Kommentar Das ständige Gerede von der Fahrradstadt nervt!

Von Soenke Schierer | 01.06.2017, 11:32 Uhr

Redakteur Soenke Schierer ist die ständigen Lobgesänge auf die Fahrradstadt Hamburg mehr als Leid.

Hamburgs dauerndes Eigenlob beim Thema Fahrrad nervt! Ich lebe in Hamburg und nutze möglichst oft das Rad. Selten ohne Gefahren. Kein Wunder. Radwege mitten auf Hauptstraßen, höchstens gekennzeichnet durch weiße Linien. Keine farbliche Abgrenzung. Kein Sicherheitsabstand. Ein Prinzip, von dem sich echte Fahrradstädte wie Kopenhagen aus Sicherheitsgründen längst verabschiedet haben. Und wo man nicht zwischen Blechlawinen fährt, sind Radwege oft irrwitzig schmal, enden im Nichts oder führen im Slalom um Baumwurzeln, unmittelbar entlang an Autoparkstreifen. Ob der des Lobes so volle Herr Tjarks schon mal gegen eine Autotür geknallt ist, die sich kurz vor einem öffnet, obwohl man auf dem Radweg fährt? Ich schon.

Das Stadtrad und einzelne Prestige-Projekte in meist teuren und touristischen Ecken, machen eben längst keine Fahrradstadt. Wer einfach mal durch Hamm oder Wandsbek fährt, merkt das schnell.

Es braucht eine Infrastruktur, die das Rad zum Nr.1-Verkehrsmittel für die Masse macht. Klar vom Autoverkehr getrennte Radstraßen. Breite Radwege zum sicheren Überholen.

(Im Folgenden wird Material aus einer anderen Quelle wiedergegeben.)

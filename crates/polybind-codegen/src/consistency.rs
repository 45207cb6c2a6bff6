//! Cross-target consistency checking.
//!
//! Each target's emitted text is scanned back into a [`Surface`]: operation
//! signatures, enum members with ordinals, struct fields, event subscription
//! points and attribute accessors. The expected surface is derived from the
//! validated model through the target's [`NameMap`]; every difference between
//! the two becomes a [`ConsistencyViolation`].
//!
//! Scanning is line based. Enum and struct bodies are recognised by their
//! opening line and end at the next line starting with `}`. Service members
//! are only read inside `// Operations`, `// Attributes` and `// Events`
//! sections, so stubs and helper classes never leak into the surface.

use crate::emitter::TargetProfile;
use crate::output::OutputSet;
use polybind_core::{
    AsyncConvention, ConsistencyViolation, GenerationError, GenerationResult, NameMap, TargetId,
    ValidatedService,
};
use regex::Regex;
use std::collections::BTreeMap;

const SECTION_PATTERN: &str = r"^    // (Operations|Attributes|Events)$";
const CLOSE_PATTERN: &str = r"^\}";

/// Line patterns a target's scanner recognises.
///
/// `operation` captures the member name and the raw parameter list;
/// `enum_member` captures the member name and its ordinal. Every other
/// pattern captures exactly one name. `member` matches any declaration
/// inside a service section and captures the identifier it declares.
#[derive(Debug, Clone, Copy)]
pub struct ScanPatterns {
    pub enum_open: &'static str,
    pub enum_member: &'static str,
    pub struct_open: &'static str,
    pub struct_field: &'static str,
    pub operation: &'static str,
    pub getter: &'static str,
    pub setter: &'static str,
    pub subscription: &'static str,
    pub member: &'static str,
    /// Name of the trailing continuation parameter, for callback targets.
    pub callback_param: Option<&'static str>,
}

/// Compiled [`ScanPatterns`].
#[derive(Debug, Clone)]
pub struct ScanRules {
    enum_open: Regex,
    enum_member: Regex,
    struct_open: Regex,
    struct_field: Regex,
    operation: Regex,
    getter: Regex,
    setter: Regex,
    subscription: Regex,
    member: Regex,
    section: Regex,
    close: Regex,
    callback_param: Option<&'static str>,
}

Bevorzugte Behandlung von Radfahrern an Ampeln und Kreuzungen, glatt asphaltierte und damit sichere Wege.

Militante Autofahrer werden toben. Und Teuer ist das auch. Das ist mir schon klar. Aber Hamburg muss sich endlich entscheiden: Soll der Verkehr entlastet, die Luft gereinigt und die Lebensqualität in der Stadt verbessert werden, oder will man sich weiter mit verhältnismäßig wenigen Kilometern schickem Radweg − die eher Kosmetik sind, als die dringend notwendige Basisarbeit − lächerlich machen, wenn man sich andauernd selbst als Fahrradstadt bezeichnet.

Ach, und Herr Tjarks – gern zeige ich Ihnen mal, wovon ich rede. Schauen Sie doch einfach mal mit dem Rad in Hamm vorbei.